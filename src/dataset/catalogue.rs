//! TOML authoring catalogue: one array of tables per role.
//!
//! ```toml
//! [[tanker]]
//! id = "bear_roar"
//! descriptionVi = "1★ giảm 15%ATK 3 lượt; 2★ ..."
//! turns = "3"
//! buffStats = { atk = 0.2 }
//! ```

use std::path::Path;

use toml::Value;
use tracing::info;

use super::read_text;
use crate::error::{CatalogError, Result};
use crate::registry::{RegistryBuilder, Role, SkillRegistry};
use crate::schema::{SkillRecord, make_record};

/// Role collections read from a catalogue, in canonical role order.
#[derive(Debug, Clone, Default, PartialEq, Eq)]
pub struct Catalogue {
    pub collections: Vec<(Role, Vec<SkillRecord>)>,
}

impl Catalogue {
    pub fn len(&self) -> usize {
        self.collections.iter().map(|(_, records)| records.len()).sum()
    }

    pub fn is_empty(&self) -> bool {
        self.len() == 0
    }

    pub fn records(&self) -> impl Iterator<Item = &SkillRecord> {
        self.collections.iter().flat_map(|(_, records)| records)
    }

    pub fn into_builder(self) -> RegistryBuilder {
        self.collections
            .into_iter()
            .fold(SkillRegistry::builder(), |builder, (role, records)| {
                builder.collection(role, records)
            })
    }

    pub fn build(self) -> Result<SkillRegistry> {
        self.into_builder().build()
    }
}

pub fn from_toml(text: &str) -> Result<Catalogue> {
    let mut table: toml::Table =
        toml::from_str(text).map_err(|err| CatalogError::Source(err.message().to_string()))?;

    if let Some(unknown) = table
        .keys()
        .find(|key| Role::ALL.iter().all(|role| role.as_str() != key.as_str())) {
        return Err(CatalogError::Source(format!(
            "unknown role collection '{unknown}'"
        )));
    }

    let mut collections = Vec::new();
    let mut violations = Vec::new();
    for role in Role::ALL {
        let Some(value) = table.remove(role.as_str()) else {
            continue;
        };
        let Value::Array(entries) = value else {
            return Err(CatalogError::Source(format!(
                "'{0}' must be an array of tables, e.g. [[{0}]]",
                role.as_str()
            )));
        };

        let mut records = Vec::with_capacity(entries.len());
        for (position, entry) in entries.into_iter().enumerate() {
            let Value::Table(fields) = entry else {
                return Err(CatalogError::Source(format!(
                    "entry {} of '{}' is not a table",
                    position + 1,
                    role.as_str()
                )));
            };
            let overrides = fields
                .into_iter()
                .map(|(key, value)| scalar_text(&key, value).map(|text| (key, text)))
                .collect::<Result<Vec<_>>>()?;
            match make_record(overrides) {
                Ok(record) => records.push(record),
                Err(err) => violations.push(err),
            }
        }
        collections.push((role, records));
    }
    CatalogError::from_violations(violations)?;

    Ok(Catalogue { collections })
}

pub fn read_catalogue(path: &Path) -> Result<Catalogue> {
    let catalogue = from_toml(&read_text(path)?)?;
    info!(path = %path.display(), skills = catalogue.len(), "loaded authoring catalogue");
    Ok(catalogue)
}

/// Column text for a TOML value. Inline tables and arrays become JSON.
fn scalar_text(key: &str, value: Value) -> Result<String> {
    match value {
        Value::String(text) => Ok(text),
        Value::Integer(n) => Ok(n.to_string()),
        Value::Float(n) => Ok(n.to_string()),
        Value::Boolean(b) => Ok(b.to_string()),
        Value::Array(_) | Value::Table(_) => serde_json::to_string(&value).map_err(CatalogError::from),
        Value::Datetime(_) => Err(CatalogError::Source(format!(
            "field '{key}' holds a datetime, which no column accepts"
        ))),
    }
}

════

## What the task requires
Where a line in the records above holds the string "match", it counts toward the total; give that total alone.

## Worked solution
2